Show every line of the records below that contains the word "Phase".

** Data provided follows **

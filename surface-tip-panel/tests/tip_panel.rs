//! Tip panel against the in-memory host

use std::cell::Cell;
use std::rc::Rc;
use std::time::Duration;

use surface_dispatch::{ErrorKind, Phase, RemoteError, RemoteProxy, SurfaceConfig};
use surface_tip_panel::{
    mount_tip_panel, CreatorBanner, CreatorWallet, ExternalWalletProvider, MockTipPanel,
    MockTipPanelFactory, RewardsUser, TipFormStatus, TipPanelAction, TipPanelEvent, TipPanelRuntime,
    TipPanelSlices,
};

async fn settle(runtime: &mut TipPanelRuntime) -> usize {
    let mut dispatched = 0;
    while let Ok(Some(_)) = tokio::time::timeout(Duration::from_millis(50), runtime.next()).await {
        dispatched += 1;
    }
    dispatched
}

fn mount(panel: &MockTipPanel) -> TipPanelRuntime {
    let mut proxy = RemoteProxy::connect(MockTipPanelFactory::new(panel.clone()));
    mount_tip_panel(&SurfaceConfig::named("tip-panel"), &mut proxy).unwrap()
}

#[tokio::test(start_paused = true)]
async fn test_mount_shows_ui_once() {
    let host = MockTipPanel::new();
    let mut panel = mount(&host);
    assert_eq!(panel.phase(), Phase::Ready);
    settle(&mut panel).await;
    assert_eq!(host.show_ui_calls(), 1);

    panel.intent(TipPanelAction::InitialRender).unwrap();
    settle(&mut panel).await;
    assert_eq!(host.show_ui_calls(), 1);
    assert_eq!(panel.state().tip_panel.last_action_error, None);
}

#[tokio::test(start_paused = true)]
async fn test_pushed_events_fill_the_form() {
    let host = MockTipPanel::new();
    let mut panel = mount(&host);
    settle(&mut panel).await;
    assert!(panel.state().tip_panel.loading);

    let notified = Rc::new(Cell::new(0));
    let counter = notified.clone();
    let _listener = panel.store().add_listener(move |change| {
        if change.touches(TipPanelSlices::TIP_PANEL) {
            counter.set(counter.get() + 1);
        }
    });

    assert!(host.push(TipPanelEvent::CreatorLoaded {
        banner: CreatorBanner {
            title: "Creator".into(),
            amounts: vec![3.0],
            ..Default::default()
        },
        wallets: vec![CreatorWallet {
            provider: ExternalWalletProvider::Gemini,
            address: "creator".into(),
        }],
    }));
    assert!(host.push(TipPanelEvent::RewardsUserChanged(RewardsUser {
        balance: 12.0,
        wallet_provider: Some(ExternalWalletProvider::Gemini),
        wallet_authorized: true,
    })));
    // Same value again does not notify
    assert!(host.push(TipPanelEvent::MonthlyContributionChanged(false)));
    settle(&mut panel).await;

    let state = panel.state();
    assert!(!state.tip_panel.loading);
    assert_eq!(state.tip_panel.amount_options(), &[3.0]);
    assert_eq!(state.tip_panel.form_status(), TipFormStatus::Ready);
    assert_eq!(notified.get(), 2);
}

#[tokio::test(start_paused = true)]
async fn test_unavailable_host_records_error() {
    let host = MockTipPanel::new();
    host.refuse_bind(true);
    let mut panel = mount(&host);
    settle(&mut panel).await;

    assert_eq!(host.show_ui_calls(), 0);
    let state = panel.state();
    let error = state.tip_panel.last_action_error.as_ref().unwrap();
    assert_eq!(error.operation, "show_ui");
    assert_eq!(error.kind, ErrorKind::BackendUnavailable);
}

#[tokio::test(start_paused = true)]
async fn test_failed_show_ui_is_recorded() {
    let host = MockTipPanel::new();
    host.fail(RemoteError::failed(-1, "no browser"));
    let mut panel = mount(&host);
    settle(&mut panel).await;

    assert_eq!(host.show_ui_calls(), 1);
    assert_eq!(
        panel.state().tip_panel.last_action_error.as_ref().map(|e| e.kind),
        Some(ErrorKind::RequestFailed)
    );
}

** End of Data provided **
** Data provided follows **

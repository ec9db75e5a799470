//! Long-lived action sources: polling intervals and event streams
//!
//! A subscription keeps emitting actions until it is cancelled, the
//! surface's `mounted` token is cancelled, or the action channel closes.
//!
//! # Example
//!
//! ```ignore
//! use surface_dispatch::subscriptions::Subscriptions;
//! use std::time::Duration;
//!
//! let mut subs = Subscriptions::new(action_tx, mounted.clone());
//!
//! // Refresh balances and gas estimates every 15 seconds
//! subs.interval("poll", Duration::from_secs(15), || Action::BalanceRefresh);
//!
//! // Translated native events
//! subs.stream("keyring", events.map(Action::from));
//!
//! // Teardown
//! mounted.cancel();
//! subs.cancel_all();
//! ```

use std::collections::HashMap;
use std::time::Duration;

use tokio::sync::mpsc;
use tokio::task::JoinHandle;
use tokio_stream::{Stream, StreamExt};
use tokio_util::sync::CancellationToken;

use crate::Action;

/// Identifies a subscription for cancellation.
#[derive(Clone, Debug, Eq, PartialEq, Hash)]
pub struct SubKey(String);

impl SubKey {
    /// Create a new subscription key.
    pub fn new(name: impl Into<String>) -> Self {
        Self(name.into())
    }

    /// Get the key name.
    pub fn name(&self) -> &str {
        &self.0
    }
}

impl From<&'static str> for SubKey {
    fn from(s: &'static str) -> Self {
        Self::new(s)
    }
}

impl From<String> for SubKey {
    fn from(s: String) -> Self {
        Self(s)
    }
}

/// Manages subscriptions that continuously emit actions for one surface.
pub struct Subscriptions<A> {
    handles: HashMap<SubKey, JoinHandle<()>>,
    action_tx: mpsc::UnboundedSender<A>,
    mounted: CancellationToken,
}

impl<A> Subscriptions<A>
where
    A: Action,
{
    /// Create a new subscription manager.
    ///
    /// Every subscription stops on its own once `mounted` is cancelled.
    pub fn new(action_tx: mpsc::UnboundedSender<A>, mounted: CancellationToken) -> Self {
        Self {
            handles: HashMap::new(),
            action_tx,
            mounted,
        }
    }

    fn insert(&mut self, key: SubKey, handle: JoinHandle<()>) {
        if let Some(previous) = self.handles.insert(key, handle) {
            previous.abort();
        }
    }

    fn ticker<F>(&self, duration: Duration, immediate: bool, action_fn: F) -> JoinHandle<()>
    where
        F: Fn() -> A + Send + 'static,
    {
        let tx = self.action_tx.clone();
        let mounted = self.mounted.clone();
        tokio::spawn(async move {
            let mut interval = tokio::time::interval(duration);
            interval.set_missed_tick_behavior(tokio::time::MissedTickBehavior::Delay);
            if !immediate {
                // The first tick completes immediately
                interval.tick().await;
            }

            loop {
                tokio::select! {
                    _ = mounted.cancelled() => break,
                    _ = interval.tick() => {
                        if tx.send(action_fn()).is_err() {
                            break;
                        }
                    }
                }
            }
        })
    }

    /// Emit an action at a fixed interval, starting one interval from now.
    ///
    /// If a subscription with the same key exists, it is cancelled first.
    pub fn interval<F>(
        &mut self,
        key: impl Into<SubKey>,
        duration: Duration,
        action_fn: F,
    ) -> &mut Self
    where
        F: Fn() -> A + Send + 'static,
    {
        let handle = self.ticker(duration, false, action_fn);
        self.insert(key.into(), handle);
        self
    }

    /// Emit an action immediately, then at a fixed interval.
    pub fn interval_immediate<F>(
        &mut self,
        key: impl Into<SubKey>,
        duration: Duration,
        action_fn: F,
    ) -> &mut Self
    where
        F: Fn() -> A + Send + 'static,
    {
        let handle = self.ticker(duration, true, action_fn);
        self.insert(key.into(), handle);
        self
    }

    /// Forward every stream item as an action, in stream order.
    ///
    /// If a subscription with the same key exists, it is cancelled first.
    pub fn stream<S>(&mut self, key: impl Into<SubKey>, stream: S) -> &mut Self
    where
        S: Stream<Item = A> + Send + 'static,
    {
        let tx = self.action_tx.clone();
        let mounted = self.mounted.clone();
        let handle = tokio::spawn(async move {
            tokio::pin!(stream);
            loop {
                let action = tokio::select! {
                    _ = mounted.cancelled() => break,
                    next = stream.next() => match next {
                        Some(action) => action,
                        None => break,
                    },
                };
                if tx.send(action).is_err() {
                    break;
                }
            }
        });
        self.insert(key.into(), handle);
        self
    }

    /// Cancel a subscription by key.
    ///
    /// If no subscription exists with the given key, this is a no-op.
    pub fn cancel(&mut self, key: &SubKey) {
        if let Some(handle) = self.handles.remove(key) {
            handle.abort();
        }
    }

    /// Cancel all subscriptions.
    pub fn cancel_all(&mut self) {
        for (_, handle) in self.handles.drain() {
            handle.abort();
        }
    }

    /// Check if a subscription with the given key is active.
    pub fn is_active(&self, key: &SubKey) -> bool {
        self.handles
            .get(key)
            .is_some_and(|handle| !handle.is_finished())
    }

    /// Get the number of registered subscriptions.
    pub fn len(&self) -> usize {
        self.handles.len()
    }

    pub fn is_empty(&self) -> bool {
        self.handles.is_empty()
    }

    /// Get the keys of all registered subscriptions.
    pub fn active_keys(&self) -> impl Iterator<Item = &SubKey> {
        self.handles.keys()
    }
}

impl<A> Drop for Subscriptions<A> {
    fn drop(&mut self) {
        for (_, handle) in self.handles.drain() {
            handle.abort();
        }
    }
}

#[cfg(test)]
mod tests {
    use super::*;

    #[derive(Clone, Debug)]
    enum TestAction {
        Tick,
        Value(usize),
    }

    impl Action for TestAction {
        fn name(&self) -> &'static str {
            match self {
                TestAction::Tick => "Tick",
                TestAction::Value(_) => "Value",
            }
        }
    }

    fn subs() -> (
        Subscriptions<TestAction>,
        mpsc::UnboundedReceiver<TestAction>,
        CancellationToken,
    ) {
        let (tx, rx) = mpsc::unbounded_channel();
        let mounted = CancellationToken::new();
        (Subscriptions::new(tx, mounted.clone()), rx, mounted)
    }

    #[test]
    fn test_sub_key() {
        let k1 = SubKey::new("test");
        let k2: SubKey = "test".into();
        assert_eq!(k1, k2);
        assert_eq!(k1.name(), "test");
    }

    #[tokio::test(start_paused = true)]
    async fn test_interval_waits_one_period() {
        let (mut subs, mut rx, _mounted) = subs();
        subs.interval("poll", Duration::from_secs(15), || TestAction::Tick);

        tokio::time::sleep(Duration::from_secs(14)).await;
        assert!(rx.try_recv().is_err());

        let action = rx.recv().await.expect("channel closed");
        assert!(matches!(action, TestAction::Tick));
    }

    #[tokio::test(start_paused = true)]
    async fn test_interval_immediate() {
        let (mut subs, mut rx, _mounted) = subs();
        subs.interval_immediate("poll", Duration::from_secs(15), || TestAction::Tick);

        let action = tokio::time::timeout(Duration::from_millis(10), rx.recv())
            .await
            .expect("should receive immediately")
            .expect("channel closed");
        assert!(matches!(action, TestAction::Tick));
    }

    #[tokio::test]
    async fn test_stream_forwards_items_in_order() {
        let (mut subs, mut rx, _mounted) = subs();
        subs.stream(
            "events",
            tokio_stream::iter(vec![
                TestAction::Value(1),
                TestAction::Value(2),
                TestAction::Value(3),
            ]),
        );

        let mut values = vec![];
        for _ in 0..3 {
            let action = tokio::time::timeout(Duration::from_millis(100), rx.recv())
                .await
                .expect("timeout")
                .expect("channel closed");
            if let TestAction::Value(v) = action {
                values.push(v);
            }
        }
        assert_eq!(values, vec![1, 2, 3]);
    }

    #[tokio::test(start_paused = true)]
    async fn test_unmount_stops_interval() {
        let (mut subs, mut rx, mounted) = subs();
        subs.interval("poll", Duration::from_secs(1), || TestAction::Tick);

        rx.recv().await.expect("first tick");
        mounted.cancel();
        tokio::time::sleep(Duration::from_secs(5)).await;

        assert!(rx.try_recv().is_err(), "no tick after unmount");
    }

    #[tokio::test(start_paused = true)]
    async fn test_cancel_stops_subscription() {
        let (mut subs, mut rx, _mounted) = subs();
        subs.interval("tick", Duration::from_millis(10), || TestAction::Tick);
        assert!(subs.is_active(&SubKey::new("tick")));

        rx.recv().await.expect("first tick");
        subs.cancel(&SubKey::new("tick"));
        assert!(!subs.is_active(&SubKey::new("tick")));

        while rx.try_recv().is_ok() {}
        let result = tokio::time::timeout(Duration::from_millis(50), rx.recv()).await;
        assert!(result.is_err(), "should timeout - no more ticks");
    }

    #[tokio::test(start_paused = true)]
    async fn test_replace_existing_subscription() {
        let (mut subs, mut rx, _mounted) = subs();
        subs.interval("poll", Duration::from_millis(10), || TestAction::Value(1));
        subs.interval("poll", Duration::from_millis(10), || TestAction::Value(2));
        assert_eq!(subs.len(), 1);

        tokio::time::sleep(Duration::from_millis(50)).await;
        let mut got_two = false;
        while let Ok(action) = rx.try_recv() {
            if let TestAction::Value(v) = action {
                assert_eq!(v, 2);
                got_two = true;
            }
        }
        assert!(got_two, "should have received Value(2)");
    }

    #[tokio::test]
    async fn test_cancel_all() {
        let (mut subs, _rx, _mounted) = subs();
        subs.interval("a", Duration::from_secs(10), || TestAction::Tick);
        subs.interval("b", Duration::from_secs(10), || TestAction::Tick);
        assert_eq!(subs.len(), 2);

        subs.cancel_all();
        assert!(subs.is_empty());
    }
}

** End of Data provided **

#### [Solution]
use surface_dispatch::{ErrorKind, Phase, RemoteError, RemoteProxy, SurfaceConfig};
    assert_eq!(panel.phase(), Phase::Ready);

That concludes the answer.